Where grizzly bears range, they fill a vital ecological role. You can think of them as hulking backcountry rangers, dispersing plant and berry seeds, managing deer and elk populations, creating habitat trees for insects and birds, maintaining alpine meadows through their digging habits, and hauling nitrogen out of streams to fertilize the surrounding forests and meadows.
Third, grizzly bears belong in Washington’s NCE. Although there are some who would tell you otherwise, it’s clear from the fossil record, fur trading invoices, ethnographic accounts, and 150 years of modern observations that grizzlies once roamed the North Cascades on both sides of the border. As indigenous stewardship gave way to land and resource gobbling of the Euro-American stripe, grizzly bears appear to have been squeezed into the subalpine, with the population eventually buckling.
Time to be heard
Which brings me to my final point: There is still time to act.
When I left Montana, it was for a state where the Golden Bear lumbers across every flag and official seal despite having been shot to extinction a century ago. Californians love their ghost grizzly, but no longer have a population to rescue.
Here in the NCE, it’s a different story. With a vast expanse of high-quality habitat and an eleventh-hour opportunity to recover this regional denizen, we can choose a better ending.

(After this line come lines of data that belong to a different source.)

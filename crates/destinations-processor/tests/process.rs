use destinations_codegen::{DirOutput, MemoryOutput};
use destinations_processor::{
    Error, ProcessOutcome, Processor,
    config::{CodeGenConfig, OPTION_MODULE_NAME, OPTION_PACKAGE_NAME},
    log::{Level, RecordingLogger},
    markers,
    symbol::{
        Annotation, AnnotationValue, Declaration, DeclarationKind, MemoryResolver, Parameter,
        TypeRef,
    },
};
use destinations_schema::{MODULE_INFO_PREFIX, MODULE_REGISTRY_PACKAGE, MODULE_REGISTRY_PREFIX};
use std::collections::BTreeMap;

const MAIN_GRAPH: &str = "app.ui.MainGraph";

///
/// Fixtures
///

fn main_graph() -> Declaration {
    let mut decl = Declaration::new(MAIN_GRAPH, DeclarationKind::AnnotationClass);
    decl.annotations.push(
        Annotation::new(markers::NAV_HOST_GRAPH).with_argument("default", AnnotationValue::Bool(true)),
    );
    decl.source_id = Some("Graphs.kt".to_string());
    decl
}

fn param(name: &str, ty: TypeRef) -> Parameter {
    Parameter {
        name: name.to_string(),
        ty,
        default_value: None,
    }
}

fn screen(name: &str, start: bool, params: Vec<Parameter>) -> Declaration {
    let marker = Annotation::new(markers::DESTINATION)
        .with_type_argument(TypeRef::new(MAIN_GRAPH))
        .with_argument("start", AnnotationValue::Bool(start));

    screen_with(name, marker, params)
}

fn screen_with(name: &str, marker: Annotation, params: Vec<Parameter>) -> Declaration {
    let mut decl = Declaration::new(format!("app.ui.{name}"), DeclarationKind::Function);
    decl.annotations.push(marker);
    decl.parameters = params;
    decl.source_id = Some(format!("{name}.kt"));
    decl
}

fn deep_link(uri: &str) -> AnnotationValue {
    AnnotationValue::Array(vec![AnnotationValue::Annotation(
        Annotation::new(markers::DEEP_LINK)
            .with_argument("uriPattern", AnnotationValue::String(uri.to_string())),
    )])
}

fn profile_and_settings() -> MemoryResolver {
    MemoryResolver::new()
        .with(main_graph())
        .with(screen(
            "ProfileScreen",
            true,
            vec![param("userId", TypeRef::new("kotlin.Int"))],
        ))
        .with(screen("SettingsScreen", false, Vec::new()))
}

fn run(resolver: &MemoryResolver) -> Result<(ProcessOutcome, MemoryOutput), Error> {
    run_with(&Processor::default(), resolver)
}

fn run_with(
    processor: &Processor,
    resolver: &MemoryResolver,
) -> Result<(ProcessOutcome, MemoryOutput), Error> {
    let mut output = MemoryOutput::new();
    let logger = RecordingLogger::new(true);
    let outcome = processor.process_with_logger(resolver, &logger, &mut output)?;

    Ok((outcome, output))
}

fn options(pairs: &[(&str, &str)]) -> BTreeMap<String, String> {
    pairs
        .iter()
        .map(|(k, v)| ((*k).to_string(), (*v).to_string()))
        .collect()
}

///
/// Tests
///

#[test]
fn empty_unit_writes_nothing() {
    let (outcome, output) = run(&MemoryResolver::new()).expect("pass");

    assert_eq!(outcome, ProcessOutcome::NothingFound);
    assert!(output.is_empty());
}

#[test]
fn graph_without_destinations_is_reported() {
    let resolver = MemoryResolver::new().with(main_graph());

    let err = run(&resolver).expect_err("graph has no start");
    assert!(matches!(err, Error::Nav(ref e) if e.is_setup()));
    assert!(err.mentions("no start destination"), "got: {err}");
}

#[test]
fn profile_and_settings_share_main_graph() {
    let (outcome, output) = run(&profile_and_settings()).expect("pass");

    let ProcessOutcome::Generated { package_name, files } = outcome else {
        panic!("expected generated files");
    };
    assert_eq!(package_name, "app.ui");
    for path in [
        "app/ui/destinations/ProfileScreenDestination.kt",
        "app/ui/destinations/SettingsScreenDestination.kt",
        "app/ui/navargs/NavArgsGetters.kt",
        "app/ui/NavGraphs.kt",
    ] {
        assert!(files.iter().any(|f| f == path), "missing {path} in {files:?}");
    }

    let graphs = output.get("app/ui/NavGraphs.kt").expect("NavGraphs");
    assert_eq!(graphs.matches(": NavHostGraphSpec = object").count(), 1);
    assert!(graphs.contains("override val route: String = \"main\""));
    assert!(graphs.contains("override val startRoute: Route = ProfileScreenDestination"));
    assert!(!graphs.contains("NavGraphSpec = object : NavGraphSpec"));

    let profile = output
        .get("app/ui/destinations/ProfileScreenDestination.kt")
        .expect("profile destination");
    assert!(profile.contains("override val route: String = \"profile_screen/{userId}\""));
}

#[test]
fn deep_link_placeholder_must_name_an_argument() {
    let ok = MemoryResolver::new()
        .with(main_graph())
        .with(screen_with(
            "ProfileScreen",
            Annotation::new(markers::DESTINATION)
                .with_type_argument(TypeRef::new(MAIN_GRAPH))
                .with_argument("start", AnnotationValue::Bool(true))
                .with_argument("deepLinks", deep_link("app://profile/{userId}")),
            vec![param("userId", TypeRef::new("kotlin.Int"))],
        ));
    let (_, output) = run(&ok).expect("valid deep link");
    let profile = output
        .get("app/ui/destinations/ProfileScreenDestination.kt")
        .expect("profile destination");
    assert!(profile.contains("uriPattern = \"app://profile/{userId}\""));

    let broken = profile_and_settings().with(screen_with(
        "AboutScreen",
        Annotation::new(markers::DESTINATION)
            .with_type_argument(TypeRef::new(MAIN_GRAPH))
            .with_argument("deepLinks", deep_link("app://about/{userId}")),
        Vec::new(),
    ));
    let err = run(&broken).expect_err("placeholder without argument");
    assert!(matches!(err, Error::Validation(_)));
    assert!(err.mentions("userId"), "got: {err}");
}

#[test]
fn start_destination_count_is_enforced() {
    let none = MemoryResolver::new()
        .with(main_graph())
        .with(screen("A", false, Vec::new()));
    let err = run(&none).expect_err("no start");
    assert!(matches!(err, Error::Nav(ref e) if e.is_setup()));
    assert!(err.mentions("no start destination"));

    let two = MemoryResolver::new()
        .with(main_graph())
        .with(screen("A", true, Vec::new()))
        .with(screen("B", true, Vec::new()));
    let err = run(&two).expect_err("two starts");
    assert!(err.mentions("multiple start destinations"));
}

#[test]
fn failed_pass_writes_nothing() {
    let resolver = profile_and_settings().with(screen(
        "ColorScreen",
        false,
        vec![param("color", TypeRef::new("app.model.Color"))],
    ));
    let mut output = MemoryOutput::new();
    let logger = RecordingLogger::new(false);

    let err = Processor::default()
        .process_with_logger(&resolver, &logger, &mut output)
        .expect_err("unsupported type");
    assert!(err.mentions("color"));
    assert!(output.is_empty());
}

#[test]
fn registered_serializer_enables_custom_type() {
    let color_screen = screen(
        "ColorScreen",
        false,
        vec![param("color", TypeRef::new("app.model.Color"))],
    );
    let mut serializer = Declaration::new("app.nav.ColorSerializer", DeclarationKind::Object);
    serializer
        .annotations
        .push(Annotation::new(markers::NAV_TYPE_SERIALIZER));
    serializer.source_id = Some("ColorSerializer.kt".to_string());
    serializer.supertypes.push(
        TypeRef::new(markers::NAV_TYPE_SERIALIZER_SUPERTYPE)
            .with_arguments(vec![TypeRef::new("app.model.Color")]),
    );
    let resolver = profile_and_settings()
        .with(Declaration::new("app.model.Color", DeclarationKind::Class))
        .with(color_screen)
        .with(serializer);

    let (outcome, output) = run(&resolver).expect("pass");
    let ProcessOutcome::Generated { package_name, .. } = outcome else {
        panic!("expected generated files");
    };
    assert_eq!(package_name, "app.ui");
    let nav_type = output.get("app/ui/navtype/ColorNavType.kt").expect("generated nav type");
    assert!(nav_type.contains("ColorSerializer"));
    assert_eq!(
        output.source_ids("app/ui/navtype/ColorNavType.kt"),
        Some(&["ColorScreen.kt".to_string(), "ColorSerializer.kt".to_string()][..])
    );
}

#[test]
fn graph_packages_take_part_in_package_resolution() {
    let mut graph = main_graph();
    graph.qualified_name = "app.nav.MainGraph".to_string();
    let marker = Annotation::new(markers::DESTINATION)
        .with_type_argument(TypeRef::new("app.nav.MainGraph"))
        .with_argument("start", AnnotationValue::Bool(true));
    let resolver = MemoryResolver::new()
        .with(graph)
        .with(screen_with("HomeScreen", marker, Vec::new()));

    let (outcome, output) = run(&resolver).expect("pass");
    let ProcessOutcome::Generated { package_name, .. } = outcome else {
        panic!("expected generated files");
    };
    assert_eq!(package_name, "app");
    assert!(output.get("app/NavGraphs.kt").is_some());
}

#[test]
fn generation_is_repeatable() {
    let resolver = profile_and_settings();

    let (_, first) = run(&resolver).expect("first pass");
    let (_, second) = run(&resolver).expect("second pass");

    let paths: Vec<&str> = first.paths().collect();
    assert_eq!(paths, second.paths().collect::<Vec<_>>());
    for path in paths {
        assert_eq!(first.get(path), second.get(path), "{path} differs");
    }
}

#[test]
fn destinations_without_graph_use_root_graph() {
    let resolver = MemoryResolver::new().with(screen_with(
        "HomeScreen",
        Annotation::new(markers::DESTINATION).with_argument("start", AnnotationValue::Bool(true)),
        Vec::new(),
    ));

    let (_, output) = run(&resolver).expect("pass");
    let graphs = output.get("app/ui/NavGraphs.kt").expect("NavGraphs");
    assert!(graphs.contains("public val root: NavHostGraphSpec = object : NavHostGraphSpec"));
    assert!(graphs.contains("override val startRoute: Route = HomeScreenDestination"));
}

#[test]
fn default_start_args_reach_host_graph() {
    let mut start_args = Declaration::new("app.ui.mainStartArgs", DeclarationKind::Property);
    start_args.annotations.push(
        Annotation::new(markers::NAV_HOST_DEFAULT_START_ARGS)
            .with_type_argument(TypeRef::new(MAIN_GRAPH)),
    );
    let resolver = profile_and_settings().with(start_args);

    let (_, output) = run(&resolver).expect("pass");
    let graphs = output.get("app/ui/NavGraphs.kt").expect("NavGraphs");
    assert!(graphs.contains("override val defaultStartArgs: List<Any?> = listOf("));
    assert!(graphs.contains("mainStartArgs,"));
}

#[test]
fn named_module_publishes_registry_and_app_links_it() {
    let processor = Processor::new(&options(&[
        (OPTION_MODULE_NAME, "profile"),
        (OPTION_PACKAGE_NAME, "app.profile"),
    ]))
    .expect("options");

    let (_, feature) = run_with(&processor, &profile_and_settings()).expect("feature pass");
    let registry_path = format!(
        "{}/{MODULE_REGISTRY_PREFIX}Profile.kt",
        MODULE_REGISTRY_PACKAGE.replace('.', "/")
    );
    let registry = feature.get(&registry_path).expect("registry file");
    assert!(registry.contains("packageName = \"app.profile\","));
    assert!(registry.contains("\"main\","));

    // what the feature module published, as the app's resolver sees it
    let mut published = Declaration::new(
        format!("{MODULE_REGISTRY_PACKAGE}.{MODULE_REGISTRY_PREFIX}Profile"),
        DeclarationKind::Object,
    );
    published.annotations.push(
        Annotation::new(format!("{MODULE_REGISTRY_PACKAGE}.{MODULE_INFO_PREFIX}Profile"))
            .with_argument("moduleName", AnnotationValue::String("profile".to_string()))
            .with_argument("packageName", AnnotationValue::String("app.profile".to_string()))
            .with_argument("hasNavArgsPackage", AnnotationValue::Bool(true))
            .with_argument("typeResults", AnnotationValue::Array(Vec::new()))
            .with_argument(
                "topLevelGraphs",
                AnnotationValue::Array(vec![AnnotationValue::String("main".to_string())]),
            ),
    );
    let app = MemoryResolver::new()
        .with(screen_with(
            "HomeScreen",
            Annotation::new(markers::DESTINATION).with_argument("start", AnnotationValue::Bool(true)),
            Vec::new(),
        ))
        .with(published);

    let (_, output) = run(&app).expect("app pass");
    let graphs = output.get("app/ui/NavGraphs.kt").expect("NavGraphs");
    assert!(graphs.contains("app.profile.NavGraphs.main,"));
    let getters = output.get("app/ui/navargs/NavArgsGetters.kt").expect("nav args getters");
    assert!(getters.contains("{ app.profile.navargs.navArgs(argsClass, argsContainer) },"));
}

#[test]
fn json_symbol_table_drives_a_pass() {
    let json = r#"{
        "declarations": [
            {
                "qualified_name": "app.ui.MainGraph",
                "kind": "annotation_class",
                "annotations": [
                    {
                        "type": "com.ramcosta.composedestinations.annotation.NavHostGraph",
                        "arguments": { "default": { "kind": "bool", "value": true } }
                    }
                ]
            },
            {
                "qualified_name": "app.ui.ProfileScreen",
                "kind": "function",
                "annotations": [
                    {
                        "type": "com.ramcosta.composedestinations.annotation.Destination",
                        "type_arguments": [ { "qualified_name": "app.ui.MainGraph" } ],
                        "arguments": { "start": { "kind": "bool", "value": true } }
                    }
                ],
                "parameters": [
                    { "name": "userId", "type": { "qualified_name": "kotlin.Int" } },
                    { "name": "tab", "type": { "qualified_name": "kotlin.String", "nullable": true } }
                ],
                "source_id": "Profile.kt"
            }
        ]
    }"#;
    let resolver = MemoryResolver::from_json(json).expect("valid table");

    let (_, output) = run(&resolver).expect("pass");
    let profile = output
        .get("app/ui/destinations/ProfileScreenDestination.kt")
        .expect("profile destination");
    assert!(profile.contains("override val route: String = \"profile_screen/{userId}?tab={tab}\""));
    assert_eq!(
        output.source_ids("app/ui/destinations/ProfileScreenDestination.kt"),
        Some(&["Profile.kt".to_string()][..])
    );
}

#[test]
fn dir_output_receives_files() {
    let dir = tempfile::tempdir().expect("tempdir");
    let mut output = DirOutput::new(dir.path());

    let outcome = Processor::with_config(CodeGenConfig::default())
        .process(&profile_and_settings(), &mut output)
        .expect("pass");

    assert!(matches!(outcome, ProcessOutcome::Generated { .. }));
    assert!(dir.path().join("app/ui/NavGraphs.kt").is_file());
    assert!(
        dir.path()
            .join("app/ui/destinations/ProfileScreenDestination.kt")
            .is_file()
    );
}

#[test]
fn debug_logging_records_progress() {
    let mut output = MemoryOutput::new();
    let logger = RecordingLogger::new(true);

    Processor::default()
        .process_with_logger(&profile_and_settings(), &logger, &mut output)
        .expect("pass");

    let records = logger.records();
    assert!(records.iter().any(|(level, _)| *level == Level::Debug));
    assert!(
        records
            .iter()
            .any(|(level, msg)| *level == Level::Info && msg.contains("generated"))
    );
}

#[test]
fn invalid_options_are_rejected() {
    let err = Processor::new(&options(&[(OPTION_PACKAGE_NAME, "app..ui")]))
        .expect_err("invalid package");

    assert!(matches!(err, Error::Config(_)));
}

Through Dec. 14, the USFWS and National Park Service are soliciting public comments to guide their preparation of a new restoration plan. Now is our chance to make our voices heard about grizzly recovery in Washington’s North Cascades. The NCE is our wild backyard; only the great bears are missing. Let’s bring them back.
Rebekah Jensen lives up the Twisp River, where she works as an ecological consultant and enjoys keeping track of the local wildlife.